Die geplanten Bauvorhaben der nächsten Jahre wurden von Ulrich Weidmann, Daniel Bucheli, Katja Kalkstein und Moritz Marti präsentiert. Diese beinhalten sowohl Neubauten wie auch Sanierungen und Teilersatzneubauten. Wie Kalkstein erklärte, soll der Ausbau innerhalb des bestehenden Hönggerbergrings erfolgen, eine Ausweitung des Areals der Hochschule ist nicht geplant – mit Ausnahme zweier sogenannter «Portalbauten». Diese zwei Bauten, das «Nord-» und «Südportal», gegen Affoltern und Höngg ausgerichtet, sollen eine maximale Höhe von 50 bis 80 Metern im Norden sowie 30 bis 50 Metern im Süden erreichen. Insgesamt ermöglicht der Masterplan vier neue Hochbauten entlang der Wolfang-Pauli-Strasse.
Das grösste Bauvorhaben ist der Neubau «HPQ» des Departements für Physik. Das Baugesuch für dieses Gebäude ist bereits eingereicht, geplanter Start des Bauvorhabens ist im kommenden Jahr, bis 2028 soll das Physikgebäude bezugsbereit sein – Kostenpunkt rund 300 Millionen Franken. Neben Büroräumlichkeiten wird das Gebäude vor allem Raum für hochsensible Labors bieten – ein Grund dafür, dass der unterirdische Teil des Gebäudes rund doppelt so gross werden wird wie der oberirdische.
Für das Jahr 2024 ist zudem der Bau des «ETH Centre for Students and Entrepreneurs» geplant – ein «kreativer und innovativer Hotspot» für Studierende und Startups. Hier sollen nicht nur Büroräumlichkeiten und Sitzungszimmer zur Verfügung stehen, sondern auch eine grosse Cafeteria und Sozialzonen zum Austausch.

Grünflächen erhalten und aufwerten

Durch die Verdichtung und die vereinzelten Hochpunkte, so die Projektverantwortlichen, bleibe trotz Erweiterung mehr Platz für Grün- und Freiräume auf dem Campus.
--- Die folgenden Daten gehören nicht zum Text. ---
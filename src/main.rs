//! sbom-catalog: inspect tar archives through the catalog resolver.

use anyhow::Result;
use clap::{Parser, Subcommand};
use sbom_catalog::cli::{self, FindQuery};
use sbom_catalog::config::{load_or_default, CatalogConfig, Compression};
use std::io::{self, Write as _};
use std::path::PathBuf;
use tracing_subscriber::{layer::SubscriberExt, util::SubscriberInitExt};

#[derive(Parser)]
#[command(name = "sbom-catalog")]
#[command(version)]
#[command(about = "Inspect tar and tar.gz archives the way catalogers see them", long_about = None)]
#[command(after_help = "EXAMPLES:
    # List every entry as stored
    sbom-catalog ls image.tar

    # Find files by glob, following links one hop
    sbom-catalog find image.tar --glob '**/*.so*'

    # Print a file reached through a symlink
    sbom-catalog cat rootfs.tar.gz etc/os-release")]
struct Cli {
    /// Enable verbose output
    #[arg(short, long, global = true)]
    verbose: bool,

    /// Path to configuration file
    #[arg(long, global = true)]
    config: Option<PathBuf>,

    /// Archive compression (auto, gzip, none); overrides the config file
    #[arg(long, global = true)]
    compression: Option<Compression>,

    /// Filesystem id stamped on every location; overrides the config file
    #[arg(long, global = true)]
    filesystem_id: Option<String>,

    /// Use whatever was indexed before a malformed entry instead of failing
    #[arg(long, global = true)]
    allow_partial: bool,

    #[command(subcommand)]
    command: Commands,
}

#[derive(Subcommand)]
enum Commands {
    /// List every indexed entry without resolving links
    Ls {
        /// Path to the archive
        archive: PathBuf,
    },

    /// Find regular files by path, glob, or MIME type
    Find {
        /// Path to the archive
        archive: PathBuf,

        /// Exact path (links are followed one hop)
        #[arg(long = "path")]
        paths: Vec<String>,

        /// Glob pattern (`**` spans directories)
        #[arg(long = "glob")]
        globs: Vec<String>,

        /// MIME type sniffed from content
        #[arg(long = "mime")]
        mime_types: Vec<String>,

        /// Print locations as JSON
        #[arg(long)]
        json: bool,
    },

    /// Write a file's content to stdout
    Cat {
        /// Path to the archive
        archive: PathBuf,
        /// Path inside the archive
        path: String,
    },

    /// Print an entry's metadata as JSON
    Stat {
        /// Path to the archive
        archive: PathBuf,
        /// Path inside the archive
        path: String,
    },

    /// Print every entry's coordinates with its identity
    Ids {
        /// Path to the archive
        archive: PathBuf,
    },

    /// Print the JSON schema of the configuration file
    Schema,

    /// Print an example configuration file with every default spelled out
    InitConfig,
}

fn main() {
    let cli = Cli::parse();

    let log_level = if cli.verbose { "debug" } else { "warn" };
    tracing_subscriber::registry()
        .with(tracing_subscriber::EnvFilter::new(
            std::env::var("RUST_LOG").unwrap_or_else(|_| log_level.to_string()),
        ))
        .with(
            tracing_subscriber::fmt::layer()
                .with_target(false)
                .with_writer(io::stderr),
        )
        .init();

    if let Err(err) = run(cli) {
        eprintln!("Error: {err:#}");
        std::process::exit(1);
    }
}

fn run(cli: Cli) -> Result<()> {
    let config = resolve_config(&cli)?;
    let stdout = io::stdout();
    let mut out = stdout.lock();

    match cli.command {
        Commands::Ls { archive } => {
            let resolver = cli::open_archive(&archive, &config, cli.allow_partial)?;
            cli::run_ls(&resolver, &mut out)?;
        }
        Commands::Find {
            archive,
            paths,
            globs,
            mime_types,
            json,
        } => {
            let resolver = cli::open_archive(&archive, &config, cli.allow_partial)?;
            let query = FindQuery {
                paths,
                globs,
                mime_types,
            };
            cli::run_find(&resolver, &query, json, &mut out)?;
        }
        Commands::Cat { archive, path } => {
            let resolver = cli::open_archive(&archive, &config, cli.allow_partial)?;
            cli::run_cat(&resolver, &path, &mut out)?;
        }
        Commands::Stat { archive, path } => {
            let resolver = cli::open_archive(&archive, &config, cli.allow_partial)?;
            cli::run_stat(&resolver, &path, &mut out)?;
        }
        Commands::Ids { archive } => {
            let resolver = cli::open_archive(&archive, &config, cli.allow_partial)?;
            cli::run_ids(&resolver, &mut out)?;
        }
        Commands::Schema => {
            writeln!(out, "{}", sbom_catalog::config::generate_json_schema())?;
        }
        Commands::InitConfig => {
            write!(out, "{}", sbom_catalog::config::generate_example_config())?;
        }
    }
    out.flush()?;
    Ok(())
}

/// Load the config file, then layer CLI overrides on top.
fn resolve_config(cli: &Cli) -> Result<CatalogConfig> {
    let (mut config, loaded_from) = load_or_default(cli.config.as_deref());
    if let Some(path) = loaded_from {
        tracing::debug!("using config {}", path.display());
    }
    if let Some(compression) = cli.compression {
        config.archive.compression = compression;
    }
    if let Some(id) = &cli.filesystem_id {
        config.archive.filesystem_id.clone_from(id);
    }
    Ok(config.validated()?)
}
Die Wolfgang-Pauli-Strasse, entlang derer die neuen Hochbauten entstehen sollen, soll nach den Plänen der Hochschule zu einem «Boulevard» aufgewertet werden, der durch den Ausbau der Parkanlagen und Gärten sowie der Neugestaltung der Piazza auch für externe Besucher*innen und Quartierbewohner*innen an Attraktivität gewinnen soll.

Überschwemmungen verhindern durch Retentionsseen

In Bezug auf die Nachhaltigkeit waren bei der Präsentation unter anderem die geplanten Retentionsmöglichkeiten von Interesse, die bei Starkregenereignissen ermöglichen, grosse Wassermengen auf dem Hönggerberg zurückzubehalten, um Überschwemmungen beidseits des Hönggerbergs, in Höngg und Affoltern, zu verhindern. Hierzu sind verschiedene Konzepte geplant: unterirdische Retentionsbecken, quasi riesige, leere Schwimmbecken, die im Notfall gefüllt werden können, Wassertanks, die ebenfalls Regenwasser aufnehmen können, sowie Teiche und Gartenanlagen. So sollen ein geplanter neuer Teich beim Physikneubau sowie neugestaltete Wassergärten entlang der Wolfgang-Pauli-Strasse nicht nur die optische Aufwertung des Areals bewirken, sondern auch dazu dienen, die Wassermengen zu regulieren sowie die Biodiversität auf dem Standort Hönggerberg zu erhöhen. Einen positiven Effekt sollen die Teichanlagen ausserdem auf das Lokalklima haben und an heissen Sommertagen die Temperaturen auf dem Campus auf ein erträgliches Mass senken.  

Senkung der Emissionen durch Anergiesystem

Nachhaltigkeit ist natürlich auch bei der Energieversorgung ein entscheidendes Thema, wie Wolfgang Seifert, Energiebeauftragter der Hochschule, seinen Gästen erklärte. Hier arbeitet die ETH bereits seit 2006 an einer nachhaltigen Versorgung mittels eines Anergienetzes. Rund 400 Erdsonden sorgen mittlerweile für Wärme beziehungsweise für Kälte im Sommer. Ziel ist, die Anzahl Erdsonden in absehbarer Zeit auf 800 zu verdoppeln. Damit sollen die durch Heizen entstehenden CO2-Emissionen bis zum Jahr 2040 im Vergleich zu 2006 um mindestens 80 Prozent gesenkt werden – wenn nicht sogar noch mehr. Bisher konnten sie durch das Anergiesystem um rund 50 Prozent reduziert werden.